**Material shown**
-- Opening Marker --
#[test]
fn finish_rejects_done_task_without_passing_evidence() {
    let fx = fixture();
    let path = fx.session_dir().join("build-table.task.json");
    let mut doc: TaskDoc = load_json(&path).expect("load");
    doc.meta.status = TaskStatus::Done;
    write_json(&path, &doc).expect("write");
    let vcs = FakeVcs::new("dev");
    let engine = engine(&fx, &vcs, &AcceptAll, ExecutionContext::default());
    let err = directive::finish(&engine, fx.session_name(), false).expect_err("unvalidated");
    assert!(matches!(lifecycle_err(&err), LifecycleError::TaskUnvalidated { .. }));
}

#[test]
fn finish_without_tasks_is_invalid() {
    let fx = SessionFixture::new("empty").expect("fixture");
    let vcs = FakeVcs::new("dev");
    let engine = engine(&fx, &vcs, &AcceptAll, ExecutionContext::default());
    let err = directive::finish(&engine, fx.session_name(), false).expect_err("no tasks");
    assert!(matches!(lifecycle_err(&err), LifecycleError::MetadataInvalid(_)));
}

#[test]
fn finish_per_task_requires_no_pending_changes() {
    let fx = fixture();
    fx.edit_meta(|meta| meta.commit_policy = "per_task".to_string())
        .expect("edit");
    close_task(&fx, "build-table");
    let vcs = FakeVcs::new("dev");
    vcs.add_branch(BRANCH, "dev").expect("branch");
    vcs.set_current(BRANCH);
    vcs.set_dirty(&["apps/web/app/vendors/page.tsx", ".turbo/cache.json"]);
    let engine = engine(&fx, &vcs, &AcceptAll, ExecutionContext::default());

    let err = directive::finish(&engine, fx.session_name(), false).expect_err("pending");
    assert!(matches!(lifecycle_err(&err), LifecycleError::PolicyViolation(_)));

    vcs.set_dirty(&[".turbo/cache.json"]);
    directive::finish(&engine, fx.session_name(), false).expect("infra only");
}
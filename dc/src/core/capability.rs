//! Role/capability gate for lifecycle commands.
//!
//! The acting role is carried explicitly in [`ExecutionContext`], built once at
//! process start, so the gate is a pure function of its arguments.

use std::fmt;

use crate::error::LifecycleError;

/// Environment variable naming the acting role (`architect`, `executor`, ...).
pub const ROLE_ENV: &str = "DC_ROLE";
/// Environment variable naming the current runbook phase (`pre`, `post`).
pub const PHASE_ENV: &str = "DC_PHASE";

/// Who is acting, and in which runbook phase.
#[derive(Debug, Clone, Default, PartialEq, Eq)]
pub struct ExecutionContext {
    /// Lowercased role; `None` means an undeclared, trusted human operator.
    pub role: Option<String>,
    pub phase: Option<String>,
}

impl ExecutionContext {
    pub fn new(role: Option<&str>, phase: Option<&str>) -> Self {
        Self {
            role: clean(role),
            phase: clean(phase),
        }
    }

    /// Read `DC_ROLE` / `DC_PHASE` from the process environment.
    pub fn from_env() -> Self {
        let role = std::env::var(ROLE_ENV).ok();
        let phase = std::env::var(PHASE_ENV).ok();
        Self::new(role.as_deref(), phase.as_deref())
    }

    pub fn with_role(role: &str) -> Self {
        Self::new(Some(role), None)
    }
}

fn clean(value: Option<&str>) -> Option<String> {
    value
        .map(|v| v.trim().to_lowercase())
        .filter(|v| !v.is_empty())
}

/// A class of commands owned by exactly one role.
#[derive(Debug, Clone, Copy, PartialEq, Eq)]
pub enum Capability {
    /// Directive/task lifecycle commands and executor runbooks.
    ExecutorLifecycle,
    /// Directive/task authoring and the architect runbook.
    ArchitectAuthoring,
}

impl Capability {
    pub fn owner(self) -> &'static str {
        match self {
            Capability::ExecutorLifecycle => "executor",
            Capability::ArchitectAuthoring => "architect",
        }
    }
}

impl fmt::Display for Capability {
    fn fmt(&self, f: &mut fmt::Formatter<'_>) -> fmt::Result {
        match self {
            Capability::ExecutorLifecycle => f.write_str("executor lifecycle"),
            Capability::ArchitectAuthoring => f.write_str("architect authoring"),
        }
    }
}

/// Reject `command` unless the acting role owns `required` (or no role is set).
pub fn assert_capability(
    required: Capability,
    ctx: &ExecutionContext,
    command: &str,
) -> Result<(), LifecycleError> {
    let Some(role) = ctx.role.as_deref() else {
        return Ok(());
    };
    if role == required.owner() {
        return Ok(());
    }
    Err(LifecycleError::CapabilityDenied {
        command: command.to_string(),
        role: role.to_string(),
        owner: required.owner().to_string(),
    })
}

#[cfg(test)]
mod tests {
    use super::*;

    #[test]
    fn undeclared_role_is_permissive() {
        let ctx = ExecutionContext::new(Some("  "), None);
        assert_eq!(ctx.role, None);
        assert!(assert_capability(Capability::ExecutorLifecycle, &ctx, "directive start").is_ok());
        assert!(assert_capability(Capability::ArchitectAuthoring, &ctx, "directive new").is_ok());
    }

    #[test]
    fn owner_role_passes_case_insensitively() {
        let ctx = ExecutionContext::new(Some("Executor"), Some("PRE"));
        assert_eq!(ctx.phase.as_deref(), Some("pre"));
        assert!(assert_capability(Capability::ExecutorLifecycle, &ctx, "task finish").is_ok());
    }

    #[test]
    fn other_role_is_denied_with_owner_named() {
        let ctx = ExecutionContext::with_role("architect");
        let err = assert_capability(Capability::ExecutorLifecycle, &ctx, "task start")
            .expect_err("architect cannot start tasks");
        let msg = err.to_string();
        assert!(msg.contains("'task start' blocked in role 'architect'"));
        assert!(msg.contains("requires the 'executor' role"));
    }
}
-- Closing Marker --
Each record above must be given again exactly.

**Result for this exercise**
#[test]
fn finish_rejects_done_task_without_passing_evidence() {
    let fx = fixture();
    let path = fx.session_dir().join("build-table.task.json");
    let mut doc: TaskDoc = load_json(&path).expect("load");
    doc.meta.status = TaskStatus::Done;
    write_json(&path, &doc).expect("write");
    let vcs = FakeVcs::new("dev");
    let engine = engine(&fx, &vcs, &AcceptAll, ExecutionContext::default());
    let err = directive::finish(&engine, fx.session_name(), false).expect_err("unvalidated");
    assert!(matches!(lifecycle_err(&err), LifecycleError::TaskUnvalidated { .. }));
}

#[test]
fn finish_without_tasks_is_invalid() {
    let fx = SessionFixture::new("empty").expect("fixture");
    let vcs = FakeVcs::new("dev");
    let engine = engine(&fx, &vcs, &AcceptAll, ExecutionContext::default());
    let err = directive::finish(&engine, fx.session_name(), false).expect_err("no tasks");
    assert!(matches!(lifecycle_err(&err), LifecycleError::MetadataInvalid(_)));
}

#[test]
fn finish_per_task_requires_no_pending_changes() {
    let fx = fixture();
    fx.edit_meta(|meta| meta.commit_policy = "per_task".to_string())
        .expect("edit");
    close_task(&fx, "build-table");
    let vcs = FakeVcs::new("dev");
    vcs.add_branch(BRANCH, "dev").expect("branch");
    vcs.set_current(BRANCH);
    vcs.set_dirty(&["apps/web/app/vendors/page.tsx", ".turbo/cache.json"]);
    let engine = engine(&fx, &vcs, &AcceptAll, ExecutionContext::default());

    let err = directive::finish(&engine, fx.session_name(), false).expect_err("pending");
    assert!(matches!(lifecycle_err(&err), LifecycleError::PolicyViolation(_)));

    vcs.set_dirty(&[".turbo/cache.json"]);
    directive::finish(&engine, fx.session_name(), false).expect("infra only");
}
filename dc/src/core/capability.rs
//! Role/capability gate for lifecycle commands.
//!
//! The acting role is carried explicitly in [`ExecutionContext`], built once at
//! process start, so the gate is a pure function of its arguments.

use std::fmt;

use crate::error::LifecycleError;

/// Environment variable naming the acting role (`architect`, `executor`, ...).
pub const ROLE_ENV: &str = "DC_ROLE";
/// Environment variable naming the current runbook phase (`pre`, `post`).
pub const PHASE_ENV: &str = "DC_PHASE";

/// Who is acting, and in which runbook phase.
#[derive(Debug, Clone, Default, PartialEq, Eq)]
pub struct ExecutionContext {
    /// Lowercased role; `None` means an undeclared, trusted human operator.
    pub role: Option<String>,
    pub phase: Option<String>,
}

impl ExecutionContext {
    pub fn new(role: Option<&str>, phase: Option<&str>) -> Self {
        Self {
            role: clean(role),
            phase: clean(phase),
        }
    }

    /// Read `DC_ROLE` / `DC_PHASE` from the process environment.
    pub fn from_env() -> Self {
        let role = std::env::var(ROLE_ENV).ok();
        let phase = std::env::var(PHASE_ENV).ok();
        Self::new(role.as_deref(), phase.as_deref())
    }

    pub fn with_role(role: &str) -> Self {
        Self::new(Some(role), None)
    }
}

fn clean(value: Option<&str>) -> Option<String> {
    value
        .map(|v| v.trim().to_lowercase())
        .filter(|v| !v.is_empty())
}

/// A class of commands owned by exactly one role.
#[derive(Debug, Clone, Copy, PartialEq, Eq)]
pub enum Capability {
    /// Directive/task lifecycle commands and executor runbooks.
    ExecutorLifecycle,
    /// Directive/task authoring and the architect runbook.
    ArchitectAuthoring,
}

impl Capability {
    pub fn owner(self) -> &'static str {
        match self {
            Capability::ExecutorLifecycle => "executor",
            Capability::ArchitectAuthoring => "architect",
        }
    }
}

impl fmt::Display for Capability {
    fn fmt(&self, f: &mut fmt::Formatter<'_>) -> fmt::Result {
        match self {
            Capability::ExecutorLifecycle => f.write_str("executor lifecycle"),
            Capability::ArchitectAuthoring => f.write_str("architect authoring"),
        }
    }
}

/// Reject `command` unless the acting role owns `required` (or no role is set).
pub fn assert_capability(
    required: Capability,
    ctx: &ExecutionContext,
    command: &str,
) -> Result<(), LifecycleError> {
    let Some(role) = ctx.role.as_deref() else {
        return Ok(());
    };
    if role == required.owner() {
        return Ok(());
    }
    Err(LifecycleError::CapabilityDenied {
        command: command.to_string(),
        role: role.to_string(),
        owner: required.owner().to_string(),
    })
}

#[cfg(test)]
mod tests {
    use super::*;

    #[test]
    fn undeclared_role_is_permissive() {
        let ctx = ExecutionContext::new(Some("  "), None);
        assert_eq!(ctx.role, None);
        assert!(assert_capability(Capability::ExecutorLifecycle, &ctx, "directive start").is_ok());
        assert!(assert_capability(Capability::ArchitectAuthoring, &ctx, "directive new").is_ok());
    }

    #[test]
    fn owner_role_passes_case_insensitively() {
        let ctx = ExecutionContext::new(Some("Executor"), Some("PRE"));
        assert_eq!(ctx.phase.as_deref(), Some("pre"));
        assert!(assert_capability(Capability::ExecutorLifecycle, &ctx, "task finish").is_ok());
    }

    #[test]
    fn other_role_is_denied_with_owner_named() {
        let ctx = ExecutionContext::with_role("architect");
        let err = assert_capability(Capability::ExecutorLifecycle, &ctx, "task start")
            .expect_err("architect cannot start tasks");
        let msg = err.to_string();
        assert!(msg.contains("'task start' blocked in role 'architect'"));
        assert!(msg.contains("requires the 'executor' role"));
    }
}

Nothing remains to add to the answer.